At several points in the Malaysia chapter it's mentioned that their military is frequently trying to keep up with Singapore … which seems odd, given the relative sizes of the two. Here's a description from the start of the chapter on Singapore, that I think sort of give the “broad strokes” of the nature of the place:
Pragmatism carried to the furthest degree may not inspire the Western humanist mind, but it has been the only way for Singapore to survive as a physical speck of a city-state at the southern tip of the Malay Peninsula … Singapore occupies a natural, deep-water port at the narrowest point of the funnel that is the Strait of Malacca – the most important maritime choke point in the world … It was thrown out of a Malay-dominated federation in the 1960's because Singapore's leaders insisted on a multiethnic meritocracy.
Singapore, in some ways modeling on Israel, depends on a formidable military. With only 3.3 million citizens, it has an air force the same size as Australia's, plus an impressive naval presence. Obviously, they aren't interested in sliding backwards to the way things were: “in three decades, Singapore has gone from a malarial hellhole of overpowering smells and polluted, life-threatening monsoon drains to a global economic dynamo”. This chapter is entitled “The Good Autocrat”, and the person in that role is introduced here:
In the early 1960s, Singapore was as poor as many countries in sub-Saharan Africa; by the 1990s, this city-state, one fifth the size of Rhode Island, had a standard of living higher than Australia's. Credit for the miracle went to one man: an English-educated ethnic Chinese barrister, Harry Lee {who later changed his name back to the non-Anglicized Lee Kuan Yew}
Lee tempered the Japanese fascist penchant for order with the lawful rule of the British to achieve a developmental miracle on this small island that comprises 214 square miles at low tide.
Kaplan highly recommends Lee's memoirs, The Singapore Story, which is something that I'll need to check out. He obviously is a fan, and notes that he's constantly asked “influential figures in the Arab and ex-communist worlds”, as well as a who's who of heads of state, what person they felt was greatest second-tier (not a Churchill or Roosevelt) leader, and Lee's name came up again and again, with many, frankly, holding him in awe (Lady Thatcher had read all of his speeches).

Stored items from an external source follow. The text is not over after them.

/// Structural block checks that need no account state.
use crate::error::{NodeError, Result};
use crate::ledger::core::chain::Block;
use std::collections::HashSet;

/// Rejects intra-block duplicates and malformed reward placement: at most
/// one reward transaction per block, and it must come last (it is appended
/// after the selected pool transactions during assembly).
pub fn check_block_structure(block: &Block) -> Result<()> {
    let mut seen = HashSet::new();
    for tx in &block.transactions {
        if !seen.insert(tx.id.as_str()) {
            return Err(NodeError::DuplicateTransaction(tx.id.clone()));
        }
    }

    let reward_count = block.transactions.iter().filter(|tx| tx.is_reward()).count();
    if reward_count > 1 {
        return Err(NodeError::InvalidBlock(format!(
            "block carries {} reward transactions, at most one is allowed",
            reward_count
        )));
    }
    if reward_count == 1 && !block.transactions.last().map(|tx| tx.is_reward()).unwrap_or(false) {
        return Err(NodeError::InvalidBlock(
            "reward transaction must be the last in the block".to_string(),
        ));
    }

    Ok(())
}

In looking at the changes that Lee brought to Singapore, Kaplan pulls in a lot of threads, from geopolitics to Machiavelli, to quotes from John Stewart Mill on Marcus Aurelius. While the specifics of the laws of the land there seem bizarre out of context (being arrested for chewing gum), they're part of a matrix, some elements of which we'd be well to emulate: “Corruption would not be a problem as in other Third World countries. Lee would attack it by simplifying procedures, establishing clear and precise guidelines in business, and making living beyond one's means corroborative evidence in court for taking bribes.” … when one thinks of all the bureaucrats in D.C. who have, on low six-figure salaries, amassed tens of millions of dollars in inexplicable wealth, this sounds like a good plan for “draining the swamp”! Perhaps more than anywhere else in here, the philosophical questions are addressed, with the South Asian autocrats like Lee being compared with regimes elsewhere, especially in the Arab world (the likes of Assad, etc.), but also looking at how the geography of a place like Singapore lends itself to “control”, as opposed to a sprawling entity like China.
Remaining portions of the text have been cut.